何の変哲もない、普通の駅だ。朝霧が立っていた場所は、階段から近く、距離にすると5mほどしかない。式たちも、このホームに来るときはその階段を昇ってきた。
その他には、近くに自動販売機や椅子があるだけだ。
「情報はこれだけか……」
「何かわかりましたか」
「うーん、マジックの種についてはまだわからないけど、一つだけ、わかったことがあるんだ」
「それは一体……」
「この消失マジックは、そんなに難しいものではないはずなんだ。ヒントも少なすぎるしね。だから、難しく考えずにいけばすぐ解けると思うんだけど……」
式はそこで黙ってしまった。
榊は何か言葉をかけたかったが、見つからなかった。
しばらくすると、式たちがいるホームに電車が到着した。その電車に乗ろうと大勢の人々がホームを行き交っていた。

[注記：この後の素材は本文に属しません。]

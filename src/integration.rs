//! Collaborators around the engine: where targets come from and where
//! finished sessions and reports go.

use crate::config::ScanConfig;
use crate::error::{ScanError, ScanResult};
use crate::report::ComparisonReport;
use crate::scanner::{ScanContext, ScanEngine, ScanSession};
use crate::utils::file_input::targets_from_file;
use crate::utils::target_parser::Target;
use async_trait::async_trait;
use serde::{Deserialize, Serialize};
use std::path::PathBuf;
use std::sync::Arc;
use tokio::task::JoinHandle;

/// Source of scan targets
pub trait TargetSupplier: Send + Sync {
    fn targets(&self) -> ScanResult<Vec<Target>>;
}

/// A fixed list
#[derive(Debug, Clone, Default)]
pub struct StaticTargets(pub Vec<Target>);

impl TargetSupplier for StaticTargets {
    fn targets(&self) -> ScanResult<Vec<Target>> {
        Ok(self.0.clone())
    }
}

/// One target per line; `#` starts a comment
#[derive(Debug, Clone)]
pub struct FileTargets {
    path: PathBuf,
}

impl FileTargets {
    pub fn new(path: impl Into<PathBuf>) -> Self {
        Self { path: path.into() }
    }
}

impl TargetSupplier for FileTargets {
    fn targets(&self) -> ScanResult<Vec<Target>> {
        targets_from_file(&self.path)
    }
}

/// Storage for finished sessions and reports
#[async_trait]
pub trait SessionSink: Send + Sync {
    async fn store_session(&self, session: &ScanSession) -> ScanResult<()>;

    async fn store_report(&self, report: &ComparisonReport) -> ScanResult<()>;
}

/// Hand a session to the sink without waiting; failures are only logged.
pub fn publish_session(sink: Arc<dyn SessionSink>, session: ScanSession) -> JoinHandle<()> {
    tokio::spawn(async move {
        if let Err(e) = sink.store_session(&session).await {
            log::warn!("Failed to store session {}: {}", session.id(), e);
        }
    })
}

/// Hand a report to the sink without waiting; failures are only logged.
pub fn publish_report(sink: Arc<dyn SessionSink>, report: ComparisonReport) -> JoinHandle<()> {
    tokio::spawn(async move {
        if let Err(e) = sink.store_report(&report).await {
            log::warn!("Failed to store report {}: {}", report.id(), e);
        }
    })
}

/// Writes each session or report as `<id>.json` into a directory
#[derive(Debug, Clone)]
pub struct JsonDirSink {
    dir: PathBuf,
}

impl JsonDirSink {
    pub fn new(dir: impl Into<PathBuf>) -> Self {
        Self { dir: dir.into() }
    }

    async fn write<T: Serialize>(&self, name: String, value: &T) -> ScanResult<()> {
        let json = serde_json::to_vec_pretty(value)
            .map_err(|e| ScanError::ParseError(format!("serialize {}: {}", name, e)))?;
        tokio::fs::create_dir_all(&self.dir).await?;
        tokio::fs::write(self.dir.join(name), json).await?;
        Ok(())
    }
}

#[async_trait]
impl SessionSink for JsonDirSink {
    async fn store_session(&self, session: &ScanSession) -> ScanResult<()> {
        self.write(format!("session-{}.json", session.id()), session).await
    }

    async fn store_report(&self, report: &ComparisonReport) -> ScanResult<()> {
        self.write(format!("report-{}.json", report.id()), report).await
    }
}

/// A target that could not be scanned
#[derive(Debug, Clone, PartialEq, Serialize, Deserialize)]
pub struct TargetFailure {
    pub target: String,
    pub error: String,
}

/// Summary over a multi-target run
#[derive(Debug, Clone, Default, Serialize, Deserialize)]
pub struct MultiScanSummary {
    pub targets_scanned: usize,
    pub successful_scans: usize,
    pub total_open_ports: usize,
    pub average_scan_secs: f64,
    pub failures: Vec<TargetFailure>,
    pub sessions: Vec<ScanSession>,
}

/// Scan every supplied target in turn with `base`'s settings.
///
/// A failing target is recorded and the rest still run. Cancelling `context`
/// stops after the current target.
pub async fn scan_supplied_targets(
    supplier: &dyn TargetSupplier,
    base: &ScanConfig,
    context: &ScanContext,
    sink: Option<Arc<dyn SessionSink>>,
) -> ScanResult<MultiScanSummary> {
    let targets = supplier.targets()?;
    let mut summary = MultiScanSummary::default();
    let mut total_secs = 0.0;

    for target in targets {
        if context.is_cancelled() {
            log::info!("Multi-target scan cancelled before {}", target);
            break;
        }
        summary.targets_scanned += 1;

        let mut config = base.clone();
        config.target = target.clone();
        let scan = async {
            ScanEngine::new(config)?
                .with_context(context.child())
                .scan()
                .await
        };

        match scan.await {
            Ok(session) => {
                summary.successful_scans += 1;
                summary.total_open_ports += session.metrics().open_ports;
                total_secs += session.elapsed_secs();
                if let Some(sink) = &sink {
                    publish_session(sink.clone(), session.clone());
                }
                summary.sessions.push(session);
            }
            Err(e) => {
                log::warn!("Scan of {} failed: {}", target, e);
                summary.failures.push(TargetFailure {
                    target: target.to_string(),
                    error: e.to_string(),
                });
            }
        }
    }

    if summary.successful_scans > 0 {
        summary.average_scan_secs = total_secs / summary.successful_scans as f64;
    }
    Ok(summary)
}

中には、駆け込み乗車をする人もいた。しかし、間に合わなかった人もいて、階段を必死に昇ってきた人々はその悲壮感を漂わせていた。
式たちは、その様子を黙って見ていた。
「駆け込み乗車をする人が多いですね。放送でお止め下さいと言われていますのに」
「……はははっ。何だ、こんな簡単なことだったんじゃないか」
「……どうしたのですか、式くん」
「わかったんだ。朝霧さんのマジックのタネが」
「え、本当ですか?」
「うん。本当に簡単だったよ。じゃあさっそく答えあわせのために呼びだそうか。ついでに、ちょっとした仕返しもしようかな」
式は携帯電話を操作し、朝霧を呼び出した。
その結果、明日もう一度同じ場所に集まることになった。
一つ違うのは、式が行くホームと、朝霧が行くホームが逆になったことだ。
「仕返しとは、一体何をするのですか?」
「朝霧さんがやったマジックを、俺もやるんだよ」
「え?」
「実際にやった方が、証明もしやすくていいからね。じゃあ榊さん、また明日」
「え、ええ。また明日……。あ、あの、マジックのタネは……」
「それは明日のお楽しみってことで」
そう言い残し、式は家へと帰って行った。